━━━━━ Records for this task
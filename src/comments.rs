use log::{debug, info, warn};
use serde::{Deserialize, Serialize};
use std::collections::BTreeMap;
use thiserror::Error;

use crate::storage::{KeyValueStorage, StorageError};

/// Storage key holding the encoded comment map.
pub const COMMENTS_KEY: &str = "comments";

#[derive(Debug, Error)]
pub enum CommentStoreError {
    #[error("stored comments under {key:?} are not a line → comments map: {source}")]
    Corrupt {
        key: &'static str,
        #[source]
        source: serde_json::Error,
    },
    #[error("failed to encode comments: {0}")]
    Encode(#[source] serde_json::Error),
    #[error(transparent)]
    Storage(#[from] StorageError),
}

/// Source line number → comments anchored to that line, in submission order.
///
/// Serializes as a JSON object with decimal string keys,
/// e.g. `{"12":["nice point","agreed"]}`.
#[derive(Debug, Clone, Default, PartialEq, Eq, Serialize, Deserialize)]
#[serde(transparent)]
pub struct CommentMap(BTreeMap<u32, Vec<String>>);

impl CommentMap {
    pub fn new() -> Self {
        Self::default()
    }

    /// Comments anchored at `line`; empty when the line has none.
    pub fn get(&self, line: u32) -> &[String] {
        self.0.get(&line).map(Vec::as_slice).unwrap_or(&[])
    }

    /// A copy of this map with `text` appended to `line`'s list.
    pub fn with_appended(&self, line: u32, text: impl Into<String>) -> Self {
        let mut next = self.clone();
        next.0.entry(line).or_default().push(text.into());
        next
    }

    pub fn lines(&self) -> impl Iterator<Item = u32> + '_ {
        self.0.keys().copied()
    }

    pub fn is_empty(&self) -> bool {
        self.0.is_empty()
    }

    /// Total number of comments across all lines.
    pub fn comment_count(&self) -> usize {
        self.0.values().map(Vec::len).sum()
    }
}

impl From<BTreeMap<u32, Vec<String>>> for CommentMap {
    fn from(value: BTreeMap<u32, Vec<String>>) -> Self {
        Self(value)
    }
}

/// Reads the comment map stored under [`COMMENTS_KEY`].
///
/// A missing key is an empty map; a present value that does not decode is a
/// [`CommentStoreError::Corrupt`] error.
pub fn load(storage: &dyn KeyValueStorage) -> Result<CommentMap, CommentStoreError> {
    let Some(raw) = storage.get(COMMENTS_KEY)? else {
        return Ok(CommentMap::new());
    };

    serde_json::from_str(&raw).map_err(|source| CommentStoreError::Corrupt {
        key: COMMENTS_KEY,
        source,
    })
}

/// The authoritative comment map, written through to storage on every update.
pub struct CommentStore {
    map: CommentMap,
    storage: Box<dyn KeyValueStorage>,
    load_warning: Option<String>,
}

impl CommentStore {
    /// Loads comments from `storage`, starting from an empty map (and keeping a
    /// warning for the UI) when the stored value cannot be read.
    pub fn open(storage: Box<dyn KeyValueStorage>) -> Self {
        let (map, load_warning) = match load(storage.as_ref()) {
            Ok(map) => {
                info!(
                    "Loaded {} comments on {} lines",
                    map.comment_count(),
                    map.lines().count()
                );
                (map, None)
            }
            Err(e) => {
                warn!("Ignoring stored comments: {e}");
                (CommentMap::new(), Some(format!("Stored comments ignored: {e}")))
            }
        };

        Self {
            map,
            storage,
            load_warning,
        }
    }

    pub fn map(&self) -> &CommentMap {
        &self.map
    }

    pub fn comments_for(&self, line: u32) -> &[String] {
        self.map.get(line)
    }

    pub fn load_warning(&self) -> Option<&str> {
        self.load_warning.as_deref()
    }

    /// Replaces the in-memory map with `new_map` and persists it.
    ///
    /// The in-memory map is replaced even when persisting fails, so the
    /// caller's submission stays visible for the rest of the session.
    pub fn update(&mut self, new_map: CommentMap) -> Result<(), CommentStoreError> {
        let encoded = serde_json::to_string(&new_map).map_err(CommentStoreError::Encode)?;
        self.map = new_map;

        self.storage.set(COMMENTS_KEY, &encoded)?;
        debug!("Persisted {} bytes of comments", encoded.len());
        Ok(())
    }
}

#[cfg(test)]
mod tests {
    use super::*;
    use crate::storage::{FileStorage, MemoryStorage};
    use tempfile::TempDir;

    fn store_with(raw: &str) -> CommentStore {
        CommentStore::open(Box::new(MemoryStorage::new().with_entry(COMMENTS_KEY, raw)))
    }

    #[test]
    fn test_absent_line_has_no_comments() {
        let store = store_with(r#"{"5":["a"]}"#);
        assert!(store.comments_for(4).is_empty());
        assert!(store.comments_for(6).is_empty());
        assert_eq!(store.comments_for(5), ["a".to_string()]);
    }

    #[test]
    fn test_load_without_key_is_empty() {
        let map = load(&MemoryStorage::new()).unwrap();
        assert!(map.is_empty());
    }

    #[test]
    fn test_load_rejects_foreign_value() {
        let storage = MemoryStorage::new().with_entry(COMMENTS_KEY, r#"{"five":["a"]}"#);
        assert!(matches!(
            load(&storage),
            Err(CommentStoreError::Corrupt { .. })
        ));
    }

    #[test]
    fn test_open_falls_back_to_empty_on_corrupt_value() {
        let store = store_with("definitely not json");
        assert!(store.map().is_empty());
        assert!(store.load_warning().is_some());
    }

    #[test]
    fn test_append_preserves_order_and_other_lines() {
        let map = CommentMap::from(BTreeMap::from([
            (2, vec!["other".to_string()]),
            (7, vec!["first".to_string()]),
        ]));

        let next = map.with_appended(7, "second");

        assert_eq!(next.get(7), ["first".to_string(), "second".to_string()]);
        assert_eq!(next.get(2), ["other".to_string()]);
        assert_eq!(next.lines().collect::<Vec<_>>(), vec![2, 7]);
        // the old map is untouched
        assert_eq!(map.get(7).len(), 1);
    }

    #[test]
    fn test_update_is_visible_after_reload() {
        let temp_dir = TempDir::new().unwrap();
        let path = temp_dir.path().join("storage.json");

        let mut store = CommentStore::open(Box::new(FileStorage::open(&path).unwrap()));
        let next = store.map().with_appended(12, "nice point");
        store.update(next).unwrap();
        let next = store.map().with_appended(12, "agreed");
        store.update(next).unwrap();

        let reloaded = load(&FileStorage::open(&path).unwrap()).unwrap();
        assert_eq!(
            reloaded.get(12),
            ["nice point".to_string(), "agreed".to_string()]
        );
    }

    #[test]
    fn test_persisted_layout_uses_string_line_keys() {
        let mut store = CommentStore::open(Box::new(MemoryStorage::new()));
        store
            .update(store.map().with_appended(12, "nice point"))
            .unwrap();

        let encoded = serde_json::to_string(store.map()).unwrap();
        assert_eq!(encoded, r#"{"12":["nice point"]}"#);
    }

    #[test]
    fn test_failed_write_keeps_comment_in_memory() {
        let mut store = CommentStore::open(Box::new(MemoryStorage::new().with_quota(8)));

        let result = store.update(store.map().with_appended(3, "too long to fit"));

        assert!(matches!(result, Err(CommentStoreError::Storage(_))));
        assert_eq!(store.comments_for(3), ["too long to fit".to_string()]);
    }
}
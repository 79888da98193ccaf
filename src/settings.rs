use log::{debug, error, info, warn};
use serde::{Deserialize, Serialize};
use std::fs;
use std::path::{Path, PathBuf};

use crate::storage::DEFAULT_QUOTA_BYTES;

pub const CURRENT_VERSION: u32 = 1;
const SETTINGS_FILENAME: &str = "config.yaml";
const APP_NAME: &str = "marginalia";

#[derive(Debug, Clone, PartialEq, Serialize, Deserialize)]
pub struct Settings {
    #[serde(default = "default_version")]
    pub version: u32,

    #[serde(default = "default_theme")]
    pub theme: String,

    /// Share of the content width given to the rendered block.
    #[serde(default = "default_block_width_percent")]
    pub block_width_percent: u16,

    /// Share of the content width given to the comment panel.
    #[serde(default = "default_panel_width_percent")]
    pub panel_width_percent: u16,

    #[serde(default = "default_storage_quota_bytes")]
    pub storage_quota_bytes: u64,

    /// Where per-document comment storage lives; platform data dir when unset.
    #[serde(default, skip_serializing_if = "Option::is_none")]
    pub storage_dir: Option<PathBuf>,
}

fn default_version() -> u32 {
    CURRENT_VERSION
}

fn default_theme() -> String {
    "Oceanic Next".to_string()
}

fn default_block_width_percent() -> u16 {
    65
}

fn default_panel_width_percent() -> u16 {
    30
}

fn default_storage_quota_bytes() -> u64 {
    DEFAULT_QUOTA_BYTES
}

impl Default for Settings {
    fn default() -> Self {
        Self {
            version: CURRENT_VERSION,
            theme: default_theme(),
            block_width_percent: default_block_width_percent(),
            panel_width_percent: default_panel_width_percent(),
            storage_quota_bytes: default_storage_quota_bytes(),
            storage_dir: None,
        }
    }
}

impl Settings {
    /// Clamps the width shares into a usable range where block and panel
    /// together never exceed the content width.
    pub fn sanitized(mut self) -> Self {
        self.block_width_percent = self.block_width_percent.clamp(20, 90);
        self.panel_width_percent = self
            .panel_width_percent
            .clamp(10, 100 - self.block_width_percent);
        self
    }

    /// Storage file for a document: one file per document, like one
    /// `localStorage` per origin.
    pub fn storage_path_for(&self, document: &Path) -> Option<PathBuf> {
        let dir = match &self.storage_dir {
            Some(dir) => dir.clone(),
            None => dirs::data_local_dir()?.join(APP_NAME),
        };
        Some(dir.join(storage_file_name(document)))
    }
}

/// `doc_<md5>.json` keyed by the document's canonical path, so same-named
/// files in different directories keep separate comments.
pub fn storage_file_name(document: &Path) -> String {
    let resolved = fs::canonicalize(document)
        .or_else(|_| std::path::absolute(document))
        .unwrap_or_else(|e| {
            warn!("Could not resolve {document:?}, keying storage by the given path: {e}");
            document.to_path_buf()
        });

    let digest = md5::compute(resolved.to_string_lossy().as_bytes());
    format!("doc_{digest:x}.json")
}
━━━━━━━━━━
Work required: Could you write out, exactly as they stand, only the lines above that begin at the line with "of the session." and stop after the line with "self.map = new_map;"?

Response to this exercise:
    /// caller's submission stays visible for the rest of the session.
    pub fn update(&mut self, new_map: CommentMap) -> Result<(), CommentStoreError> {
        let encoded = serde_json::to_string(&new_map).map_err(CommentStoreError::Encode)?;
        self.map = new_map;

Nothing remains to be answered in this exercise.